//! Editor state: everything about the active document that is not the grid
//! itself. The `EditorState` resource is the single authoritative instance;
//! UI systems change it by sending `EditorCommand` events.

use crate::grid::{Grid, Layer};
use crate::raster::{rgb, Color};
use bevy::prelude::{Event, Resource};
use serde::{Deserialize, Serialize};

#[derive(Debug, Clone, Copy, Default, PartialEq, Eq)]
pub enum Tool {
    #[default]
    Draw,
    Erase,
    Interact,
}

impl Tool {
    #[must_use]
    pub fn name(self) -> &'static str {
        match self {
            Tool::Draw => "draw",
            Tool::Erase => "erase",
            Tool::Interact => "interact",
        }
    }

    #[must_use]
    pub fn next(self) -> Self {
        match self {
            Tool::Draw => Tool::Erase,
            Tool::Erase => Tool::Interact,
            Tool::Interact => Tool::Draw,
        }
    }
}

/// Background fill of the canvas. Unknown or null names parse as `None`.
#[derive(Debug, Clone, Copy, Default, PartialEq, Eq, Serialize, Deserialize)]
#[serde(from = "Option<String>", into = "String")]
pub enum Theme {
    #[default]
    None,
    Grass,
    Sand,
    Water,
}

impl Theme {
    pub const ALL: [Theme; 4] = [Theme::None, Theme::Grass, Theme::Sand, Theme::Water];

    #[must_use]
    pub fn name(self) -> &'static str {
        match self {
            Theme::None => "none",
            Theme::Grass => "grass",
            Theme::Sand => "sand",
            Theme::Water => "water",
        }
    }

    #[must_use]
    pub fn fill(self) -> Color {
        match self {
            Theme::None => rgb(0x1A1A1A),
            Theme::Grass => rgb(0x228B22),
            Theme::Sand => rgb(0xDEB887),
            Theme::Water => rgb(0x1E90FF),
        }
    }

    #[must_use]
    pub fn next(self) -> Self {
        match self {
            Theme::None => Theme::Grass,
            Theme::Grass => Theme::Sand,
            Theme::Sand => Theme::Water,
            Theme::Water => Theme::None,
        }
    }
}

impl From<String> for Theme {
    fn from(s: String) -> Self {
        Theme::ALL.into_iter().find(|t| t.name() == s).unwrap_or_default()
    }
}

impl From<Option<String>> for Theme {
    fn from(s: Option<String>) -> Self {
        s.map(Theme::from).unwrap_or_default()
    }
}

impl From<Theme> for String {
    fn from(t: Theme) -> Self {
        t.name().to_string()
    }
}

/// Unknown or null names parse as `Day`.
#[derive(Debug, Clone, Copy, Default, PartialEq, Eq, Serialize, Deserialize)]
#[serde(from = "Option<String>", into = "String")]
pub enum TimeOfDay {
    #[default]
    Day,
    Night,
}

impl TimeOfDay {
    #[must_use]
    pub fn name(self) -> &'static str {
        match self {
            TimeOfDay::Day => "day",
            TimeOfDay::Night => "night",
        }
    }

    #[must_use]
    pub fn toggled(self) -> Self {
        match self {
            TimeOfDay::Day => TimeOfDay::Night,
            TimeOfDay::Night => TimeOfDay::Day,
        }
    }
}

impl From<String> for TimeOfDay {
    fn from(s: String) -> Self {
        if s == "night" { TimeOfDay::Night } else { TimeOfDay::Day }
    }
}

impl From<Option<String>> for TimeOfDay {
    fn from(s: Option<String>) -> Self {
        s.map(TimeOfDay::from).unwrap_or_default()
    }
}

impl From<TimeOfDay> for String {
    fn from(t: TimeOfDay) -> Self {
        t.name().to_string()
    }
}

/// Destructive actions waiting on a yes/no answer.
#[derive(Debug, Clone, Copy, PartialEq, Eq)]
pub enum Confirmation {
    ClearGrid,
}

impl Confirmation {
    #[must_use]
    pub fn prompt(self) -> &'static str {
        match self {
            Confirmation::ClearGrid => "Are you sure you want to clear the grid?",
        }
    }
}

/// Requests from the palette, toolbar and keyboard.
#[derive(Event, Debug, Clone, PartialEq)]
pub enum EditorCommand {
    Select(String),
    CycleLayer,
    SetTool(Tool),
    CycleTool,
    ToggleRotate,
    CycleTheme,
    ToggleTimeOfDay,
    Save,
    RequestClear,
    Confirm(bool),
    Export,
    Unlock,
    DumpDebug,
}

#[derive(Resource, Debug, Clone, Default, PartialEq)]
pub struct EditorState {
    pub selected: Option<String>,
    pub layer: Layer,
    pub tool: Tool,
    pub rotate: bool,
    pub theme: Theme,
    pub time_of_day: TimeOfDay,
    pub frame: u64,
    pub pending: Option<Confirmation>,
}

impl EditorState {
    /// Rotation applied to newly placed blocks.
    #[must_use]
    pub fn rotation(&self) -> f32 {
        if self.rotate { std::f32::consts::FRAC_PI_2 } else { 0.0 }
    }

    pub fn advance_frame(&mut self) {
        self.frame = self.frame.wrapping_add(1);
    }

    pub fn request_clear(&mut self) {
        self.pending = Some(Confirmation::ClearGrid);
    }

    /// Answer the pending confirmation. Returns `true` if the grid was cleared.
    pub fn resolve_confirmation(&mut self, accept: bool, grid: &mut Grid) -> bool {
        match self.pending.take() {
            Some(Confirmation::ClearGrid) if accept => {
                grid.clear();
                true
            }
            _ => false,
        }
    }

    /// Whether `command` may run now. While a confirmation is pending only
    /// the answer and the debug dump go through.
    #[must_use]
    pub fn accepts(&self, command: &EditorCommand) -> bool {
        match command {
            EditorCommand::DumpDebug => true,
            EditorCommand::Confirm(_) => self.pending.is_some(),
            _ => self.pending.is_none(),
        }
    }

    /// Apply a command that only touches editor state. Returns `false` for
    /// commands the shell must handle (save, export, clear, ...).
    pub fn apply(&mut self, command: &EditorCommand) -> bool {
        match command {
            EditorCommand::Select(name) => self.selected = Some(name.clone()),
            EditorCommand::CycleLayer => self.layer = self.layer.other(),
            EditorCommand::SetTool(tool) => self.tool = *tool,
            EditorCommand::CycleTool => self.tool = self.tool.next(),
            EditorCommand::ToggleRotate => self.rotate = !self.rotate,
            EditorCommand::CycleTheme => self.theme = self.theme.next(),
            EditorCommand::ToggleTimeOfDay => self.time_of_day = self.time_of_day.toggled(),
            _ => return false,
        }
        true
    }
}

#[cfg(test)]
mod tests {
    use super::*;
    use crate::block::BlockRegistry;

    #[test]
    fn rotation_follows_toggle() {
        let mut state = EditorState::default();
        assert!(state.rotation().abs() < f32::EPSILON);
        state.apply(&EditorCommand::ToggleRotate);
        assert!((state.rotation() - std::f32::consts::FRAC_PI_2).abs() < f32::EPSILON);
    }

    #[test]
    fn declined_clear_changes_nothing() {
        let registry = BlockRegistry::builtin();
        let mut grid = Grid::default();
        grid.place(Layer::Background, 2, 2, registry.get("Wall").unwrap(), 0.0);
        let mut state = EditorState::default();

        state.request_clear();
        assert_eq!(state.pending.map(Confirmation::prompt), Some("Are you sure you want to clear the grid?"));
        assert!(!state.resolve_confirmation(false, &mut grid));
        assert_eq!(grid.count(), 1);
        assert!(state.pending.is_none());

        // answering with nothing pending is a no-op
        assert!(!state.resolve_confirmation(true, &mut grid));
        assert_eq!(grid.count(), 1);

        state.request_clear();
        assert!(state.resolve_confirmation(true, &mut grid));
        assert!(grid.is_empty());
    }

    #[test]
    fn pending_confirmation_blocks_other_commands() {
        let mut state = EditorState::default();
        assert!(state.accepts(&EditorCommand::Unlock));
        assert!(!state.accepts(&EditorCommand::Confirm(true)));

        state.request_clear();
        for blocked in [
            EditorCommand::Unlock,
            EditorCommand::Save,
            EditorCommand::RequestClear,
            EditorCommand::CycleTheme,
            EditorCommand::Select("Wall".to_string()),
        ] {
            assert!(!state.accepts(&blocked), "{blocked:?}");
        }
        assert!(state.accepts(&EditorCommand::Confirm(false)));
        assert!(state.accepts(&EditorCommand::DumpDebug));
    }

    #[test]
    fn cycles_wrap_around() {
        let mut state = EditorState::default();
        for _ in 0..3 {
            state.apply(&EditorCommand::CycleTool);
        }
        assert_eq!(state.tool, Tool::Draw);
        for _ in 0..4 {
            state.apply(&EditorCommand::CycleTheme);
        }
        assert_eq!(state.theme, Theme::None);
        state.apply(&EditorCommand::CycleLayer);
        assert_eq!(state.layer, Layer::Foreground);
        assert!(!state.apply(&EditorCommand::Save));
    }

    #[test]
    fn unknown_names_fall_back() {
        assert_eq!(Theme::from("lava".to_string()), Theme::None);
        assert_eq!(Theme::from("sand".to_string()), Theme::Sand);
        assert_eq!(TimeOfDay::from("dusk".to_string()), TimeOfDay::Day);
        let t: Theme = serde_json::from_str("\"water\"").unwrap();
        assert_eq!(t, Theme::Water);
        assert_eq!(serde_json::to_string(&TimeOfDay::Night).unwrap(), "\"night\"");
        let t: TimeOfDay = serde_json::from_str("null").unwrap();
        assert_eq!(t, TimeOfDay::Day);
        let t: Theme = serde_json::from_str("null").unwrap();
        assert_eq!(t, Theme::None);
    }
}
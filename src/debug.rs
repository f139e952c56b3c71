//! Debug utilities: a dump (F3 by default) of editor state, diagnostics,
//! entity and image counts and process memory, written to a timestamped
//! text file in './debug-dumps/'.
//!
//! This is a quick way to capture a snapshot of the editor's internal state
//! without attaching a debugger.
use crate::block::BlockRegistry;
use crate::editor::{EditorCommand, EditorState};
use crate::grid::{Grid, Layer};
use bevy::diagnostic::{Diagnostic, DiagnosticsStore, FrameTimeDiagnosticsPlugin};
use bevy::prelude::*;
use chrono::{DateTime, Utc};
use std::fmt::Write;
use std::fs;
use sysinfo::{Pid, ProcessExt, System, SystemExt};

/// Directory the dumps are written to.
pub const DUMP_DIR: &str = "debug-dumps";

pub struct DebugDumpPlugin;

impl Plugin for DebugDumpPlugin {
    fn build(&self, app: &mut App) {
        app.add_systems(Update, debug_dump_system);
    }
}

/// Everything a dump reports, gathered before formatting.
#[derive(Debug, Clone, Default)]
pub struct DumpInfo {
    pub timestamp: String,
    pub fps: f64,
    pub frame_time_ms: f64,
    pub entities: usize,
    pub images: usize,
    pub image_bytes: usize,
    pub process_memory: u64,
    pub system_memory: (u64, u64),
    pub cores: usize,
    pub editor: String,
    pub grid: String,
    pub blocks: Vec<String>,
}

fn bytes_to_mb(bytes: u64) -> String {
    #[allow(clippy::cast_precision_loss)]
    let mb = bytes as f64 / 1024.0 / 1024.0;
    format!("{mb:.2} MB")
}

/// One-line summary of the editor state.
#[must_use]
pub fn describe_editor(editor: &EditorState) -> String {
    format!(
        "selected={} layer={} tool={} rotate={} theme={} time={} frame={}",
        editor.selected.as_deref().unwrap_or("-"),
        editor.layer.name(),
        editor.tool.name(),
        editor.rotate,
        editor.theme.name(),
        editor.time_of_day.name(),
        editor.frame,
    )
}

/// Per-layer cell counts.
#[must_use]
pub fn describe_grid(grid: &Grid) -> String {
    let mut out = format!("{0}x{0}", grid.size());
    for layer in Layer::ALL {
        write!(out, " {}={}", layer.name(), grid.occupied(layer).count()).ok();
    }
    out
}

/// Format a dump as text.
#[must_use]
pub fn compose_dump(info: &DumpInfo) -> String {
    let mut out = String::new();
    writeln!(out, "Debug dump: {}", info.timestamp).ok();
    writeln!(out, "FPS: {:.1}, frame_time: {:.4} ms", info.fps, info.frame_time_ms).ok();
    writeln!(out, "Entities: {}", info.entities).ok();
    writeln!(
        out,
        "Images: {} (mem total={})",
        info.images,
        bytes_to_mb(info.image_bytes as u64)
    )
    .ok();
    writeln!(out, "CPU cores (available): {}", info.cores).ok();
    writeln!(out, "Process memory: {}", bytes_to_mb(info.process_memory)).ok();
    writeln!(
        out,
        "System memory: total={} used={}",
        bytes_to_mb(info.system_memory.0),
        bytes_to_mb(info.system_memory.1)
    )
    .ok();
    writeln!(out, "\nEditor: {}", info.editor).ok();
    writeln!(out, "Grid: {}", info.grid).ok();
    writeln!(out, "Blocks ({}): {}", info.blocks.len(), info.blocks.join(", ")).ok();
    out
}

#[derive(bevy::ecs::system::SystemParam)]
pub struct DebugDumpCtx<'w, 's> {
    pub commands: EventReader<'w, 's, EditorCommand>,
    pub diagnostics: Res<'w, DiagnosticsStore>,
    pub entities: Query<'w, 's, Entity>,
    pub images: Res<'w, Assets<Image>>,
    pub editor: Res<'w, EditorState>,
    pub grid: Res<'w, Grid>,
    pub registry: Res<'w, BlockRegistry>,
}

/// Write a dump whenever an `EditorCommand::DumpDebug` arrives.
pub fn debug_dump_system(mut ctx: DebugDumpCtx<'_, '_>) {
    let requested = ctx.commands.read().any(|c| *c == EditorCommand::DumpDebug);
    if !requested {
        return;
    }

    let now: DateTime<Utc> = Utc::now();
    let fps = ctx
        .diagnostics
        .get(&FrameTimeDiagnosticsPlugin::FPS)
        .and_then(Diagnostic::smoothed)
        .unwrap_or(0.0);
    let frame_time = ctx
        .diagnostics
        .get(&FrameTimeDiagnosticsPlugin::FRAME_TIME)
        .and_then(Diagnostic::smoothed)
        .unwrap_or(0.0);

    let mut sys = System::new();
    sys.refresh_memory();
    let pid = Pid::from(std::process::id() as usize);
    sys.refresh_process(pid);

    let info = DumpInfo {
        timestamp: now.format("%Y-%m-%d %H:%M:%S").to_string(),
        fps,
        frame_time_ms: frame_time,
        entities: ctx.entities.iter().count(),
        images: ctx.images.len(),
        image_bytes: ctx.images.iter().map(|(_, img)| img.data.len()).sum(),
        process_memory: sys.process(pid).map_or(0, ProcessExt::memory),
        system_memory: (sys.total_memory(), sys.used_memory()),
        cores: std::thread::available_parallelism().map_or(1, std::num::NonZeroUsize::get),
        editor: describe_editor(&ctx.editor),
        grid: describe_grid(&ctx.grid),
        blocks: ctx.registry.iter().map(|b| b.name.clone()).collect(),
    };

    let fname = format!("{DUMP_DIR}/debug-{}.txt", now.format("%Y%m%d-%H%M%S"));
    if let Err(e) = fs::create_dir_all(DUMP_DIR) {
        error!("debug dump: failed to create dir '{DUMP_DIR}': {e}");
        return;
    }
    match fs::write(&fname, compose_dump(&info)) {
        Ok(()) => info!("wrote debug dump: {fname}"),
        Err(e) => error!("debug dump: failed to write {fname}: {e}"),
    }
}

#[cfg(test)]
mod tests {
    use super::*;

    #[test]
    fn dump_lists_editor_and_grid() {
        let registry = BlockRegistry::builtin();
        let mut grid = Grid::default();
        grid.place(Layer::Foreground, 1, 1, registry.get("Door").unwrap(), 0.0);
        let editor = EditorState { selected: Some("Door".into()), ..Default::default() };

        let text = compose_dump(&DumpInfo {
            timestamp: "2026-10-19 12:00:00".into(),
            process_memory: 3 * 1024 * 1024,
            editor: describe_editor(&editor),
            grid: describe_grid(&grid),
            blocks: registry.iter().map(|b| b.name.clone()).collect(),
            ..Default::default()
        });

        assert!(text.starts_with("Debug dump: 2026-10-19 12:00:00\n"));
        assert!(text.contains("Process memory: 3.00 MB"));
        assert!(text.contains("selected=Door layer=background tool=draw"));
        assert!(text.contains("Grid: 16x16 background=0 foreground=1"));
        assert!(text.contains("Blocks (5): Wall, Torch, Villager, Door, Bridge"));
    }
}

▶ **ACTIVITY**
Going through the material, find each line with the string "DiagnosticsStore". Then state only how many there are.

▶ **SOLVED EXERCISE**
2